Problem to solve:
Your task is to restate word for word the lines of the listing below that start at the one containing "spawn(name, entry, cr3)?;" and run to the end; please add nothing.

Source data:
↓↓↓

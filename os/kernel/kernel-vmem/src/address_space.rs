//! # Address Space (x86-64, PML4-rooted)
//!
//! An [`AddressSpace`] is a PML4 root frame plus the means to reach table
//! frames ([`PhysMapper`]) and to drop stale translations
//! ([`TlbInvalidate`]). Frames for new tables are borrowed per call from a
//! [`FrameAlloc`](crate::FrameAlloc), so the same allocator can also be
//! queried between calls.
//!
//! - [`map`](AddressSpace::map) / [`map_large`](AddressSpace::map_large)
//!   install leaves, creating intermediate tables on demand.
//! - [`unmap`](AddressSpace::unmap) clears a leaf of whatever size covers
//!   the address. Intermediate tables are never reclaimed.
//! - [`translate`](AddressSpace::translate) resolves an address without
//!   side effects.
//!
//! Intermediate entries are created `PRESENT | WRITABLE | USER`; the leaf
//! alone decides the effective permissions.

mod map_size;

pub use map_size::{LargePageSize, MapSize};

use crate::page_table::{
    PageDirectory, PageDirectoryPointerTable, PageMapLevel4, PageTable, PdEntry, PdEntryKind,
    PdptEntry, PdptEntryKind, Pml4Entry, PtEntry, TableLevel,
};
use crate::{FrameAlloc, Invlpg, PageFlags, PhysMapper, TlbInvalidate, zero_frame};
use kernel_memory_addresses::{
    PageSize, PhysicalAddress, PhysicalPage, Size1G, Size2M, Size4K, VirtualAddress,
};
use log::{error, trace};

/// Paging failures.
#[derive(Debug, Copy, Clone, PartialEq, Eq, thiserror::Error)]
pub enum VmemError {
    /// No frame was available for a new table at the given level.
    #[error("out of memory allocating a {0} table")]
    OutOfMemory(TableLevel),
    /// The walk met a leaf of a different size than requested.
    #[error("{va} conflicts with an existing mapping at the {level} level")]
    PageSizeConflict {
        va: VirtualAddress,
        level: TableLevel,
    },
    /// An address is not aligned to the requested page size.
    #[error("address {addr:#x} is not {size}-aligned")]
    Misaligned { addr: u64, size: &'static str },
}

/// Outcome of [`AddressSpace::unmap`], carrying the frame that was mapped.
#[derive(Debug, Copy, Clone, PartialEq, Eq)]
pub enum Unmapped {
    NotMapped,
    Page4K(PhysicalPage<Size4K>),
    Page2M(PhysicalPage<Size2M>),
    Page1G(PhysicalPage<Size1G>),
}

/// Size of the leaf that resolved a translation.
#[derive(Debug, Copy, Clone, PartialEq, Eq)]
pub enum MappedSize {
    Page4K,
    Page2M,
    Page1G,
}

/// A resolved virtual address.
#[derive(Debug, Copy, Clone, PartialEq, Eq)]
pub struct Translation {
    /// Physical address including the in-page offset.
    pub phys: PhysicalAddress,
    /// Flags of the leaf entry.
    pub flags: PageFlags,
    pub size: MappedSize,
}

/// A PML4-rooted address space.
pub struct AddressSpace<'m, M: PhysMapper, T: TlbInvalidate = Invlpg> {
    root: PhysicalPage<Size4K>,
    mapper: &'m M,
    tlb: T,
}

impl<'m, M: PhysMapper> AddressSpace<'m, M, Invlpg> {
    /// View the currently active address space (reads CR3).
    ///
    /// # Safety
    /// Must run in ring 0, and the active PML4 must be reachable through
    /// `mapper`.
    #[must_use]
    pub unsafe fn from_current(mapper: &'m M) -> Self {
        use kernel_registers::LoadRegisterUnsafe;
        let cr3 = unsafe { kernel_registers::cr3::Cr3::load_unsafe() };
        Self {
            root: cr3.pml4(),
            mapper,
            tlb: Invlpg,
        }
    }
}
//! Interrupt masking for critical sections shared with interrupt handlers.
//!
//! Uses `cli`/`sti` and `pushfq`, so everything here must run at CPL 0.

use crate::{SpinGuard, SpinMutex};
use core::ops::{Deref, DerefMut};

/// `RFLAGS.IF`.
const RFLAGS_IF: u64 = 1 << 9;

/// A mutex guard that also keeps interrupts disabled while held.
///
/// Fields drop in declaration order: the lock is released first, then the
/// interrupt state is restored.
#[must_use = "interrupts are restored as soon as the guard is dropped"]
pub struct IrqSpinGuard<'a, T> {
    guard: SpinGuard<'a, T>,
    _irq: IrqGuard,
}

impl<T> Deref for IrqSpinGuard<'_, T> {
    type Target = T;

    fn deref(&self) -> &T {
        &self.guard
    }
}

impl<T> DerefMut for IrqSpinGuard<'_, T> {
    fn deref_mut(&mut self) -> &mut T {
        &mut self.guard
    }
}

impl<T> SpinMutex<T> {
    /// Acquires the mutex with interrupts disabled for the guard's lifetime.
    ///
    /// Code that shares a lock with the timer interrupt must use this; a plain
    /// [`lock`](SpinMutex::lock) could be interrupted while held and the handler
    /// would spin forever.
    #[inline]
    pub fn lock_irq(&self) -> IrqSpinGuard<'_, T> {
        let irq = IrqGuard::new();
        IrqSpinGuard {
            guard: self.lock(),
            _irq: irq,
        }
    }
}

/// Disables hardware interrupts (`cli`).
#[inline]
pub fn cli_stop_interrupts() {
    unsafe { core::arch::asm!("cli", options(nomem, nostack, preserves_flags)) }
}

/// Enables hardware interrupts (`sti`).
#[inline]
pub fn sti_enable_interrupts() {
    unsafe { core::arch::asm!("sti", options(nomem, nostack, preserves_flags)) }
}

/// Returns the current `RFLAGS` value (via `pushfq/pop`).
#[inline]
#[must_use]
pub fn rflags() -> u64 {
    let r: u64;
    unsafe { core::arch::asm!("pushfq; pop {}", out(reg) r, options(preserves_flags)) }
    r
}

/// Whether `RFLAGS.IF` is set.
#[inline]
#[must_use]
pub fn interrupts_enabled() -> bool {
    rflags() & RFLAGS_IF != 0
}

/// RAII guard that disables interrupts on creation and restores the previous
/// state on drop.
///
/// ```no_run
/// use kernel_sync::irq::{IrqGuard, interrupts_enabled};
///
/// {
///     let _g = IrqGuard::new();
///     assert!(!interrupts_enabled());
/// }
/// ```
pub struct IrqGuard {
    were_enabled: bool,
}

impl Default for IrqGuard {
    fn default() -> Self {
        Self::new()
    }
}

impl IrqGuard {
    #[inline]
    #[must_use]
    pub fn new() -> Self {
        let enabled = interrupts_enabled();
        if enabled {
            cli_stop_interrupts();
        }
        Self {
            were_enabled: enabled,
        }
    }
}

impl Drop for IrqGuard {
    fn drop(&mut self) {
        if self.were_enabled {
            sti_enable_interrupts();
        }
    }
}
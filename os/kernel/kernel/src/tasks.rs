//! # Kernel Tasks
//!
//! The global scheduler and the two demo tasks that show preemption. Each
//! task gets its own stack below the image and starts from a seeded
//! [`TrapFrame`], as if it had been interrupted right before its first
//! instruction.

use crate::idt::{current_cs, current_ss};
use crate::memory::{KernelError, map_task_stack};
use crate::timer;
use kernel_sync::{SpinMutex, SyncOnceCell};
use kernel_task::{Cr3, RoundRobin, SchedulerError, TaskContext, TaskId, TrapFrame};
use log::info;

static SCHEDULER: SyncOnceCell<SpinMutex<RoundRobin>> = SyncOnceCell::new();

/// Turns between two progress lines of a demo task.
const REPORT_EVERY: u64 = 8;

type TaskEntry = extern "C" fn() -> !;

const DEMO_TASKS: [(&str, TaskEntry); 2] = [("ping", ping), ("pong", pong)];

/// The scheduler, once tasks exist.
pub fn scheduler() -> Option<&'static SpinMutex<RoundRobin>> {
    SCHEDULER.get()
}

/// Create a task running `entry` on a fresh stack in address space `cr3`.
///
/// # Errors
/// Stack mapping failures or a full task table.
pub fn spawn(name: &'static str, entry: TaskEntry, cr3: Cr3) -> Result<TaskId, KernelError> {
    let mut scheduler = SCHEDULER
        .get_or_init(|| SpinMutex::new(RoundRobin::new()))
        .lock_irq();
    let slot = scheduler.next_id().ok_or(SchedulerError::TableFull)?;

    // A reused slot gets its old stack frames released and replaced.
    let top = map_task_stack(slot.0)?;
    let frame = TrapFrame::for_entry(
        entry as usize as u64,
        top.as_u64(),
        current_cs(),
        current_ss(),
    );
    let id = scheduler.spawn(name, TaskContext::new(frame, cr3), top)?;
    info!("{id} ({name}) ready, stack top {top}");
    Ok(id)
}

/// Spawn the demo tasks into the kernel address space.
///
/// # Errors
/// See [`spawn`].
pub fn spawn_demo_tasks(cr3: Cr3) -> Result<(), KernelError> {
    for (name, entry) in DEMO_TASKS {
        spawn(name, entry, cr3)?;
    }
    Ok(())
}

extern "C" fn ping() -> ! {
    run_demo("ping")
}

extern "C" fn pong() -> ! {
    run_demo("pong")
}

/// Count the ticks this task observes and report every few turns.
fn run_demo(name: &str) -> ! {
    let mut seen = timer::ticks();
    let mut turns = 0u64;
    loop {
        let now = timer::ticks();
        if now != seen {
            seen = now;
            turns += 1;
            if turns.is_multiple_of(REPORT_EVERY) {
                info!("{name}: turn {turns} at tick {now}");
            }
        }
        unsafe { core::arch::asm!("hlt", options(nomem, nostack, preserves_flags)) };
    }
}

↑↑↑

Task response:
        spawn(name, entry, cr3)?;
    }
    Ok(())
}

extern "C" fn ping() -> ! {
    run_demo("ping")
}

extern "C" fn pong() -> ! {
    run_demo("pong")
}

/// Count the ticks this task observes and report every few turns.
fn run_demo(name: &str) -> ! {
    let mut seen = timer::ticks();
    let mut turns = 0u64;
    loop {
        let now = timer::ticks();
        if now != seen {
            seen = now;
            turns += 1;
            if turns.is_multiple_of(REPORT_EVERY) {
                info!("{name}: turn {turns} at tick {now}");
            }
        }
        unsafe { core::arch::asm!("hlt", options(nomem, nostack, preserves_flags)) };
    }
}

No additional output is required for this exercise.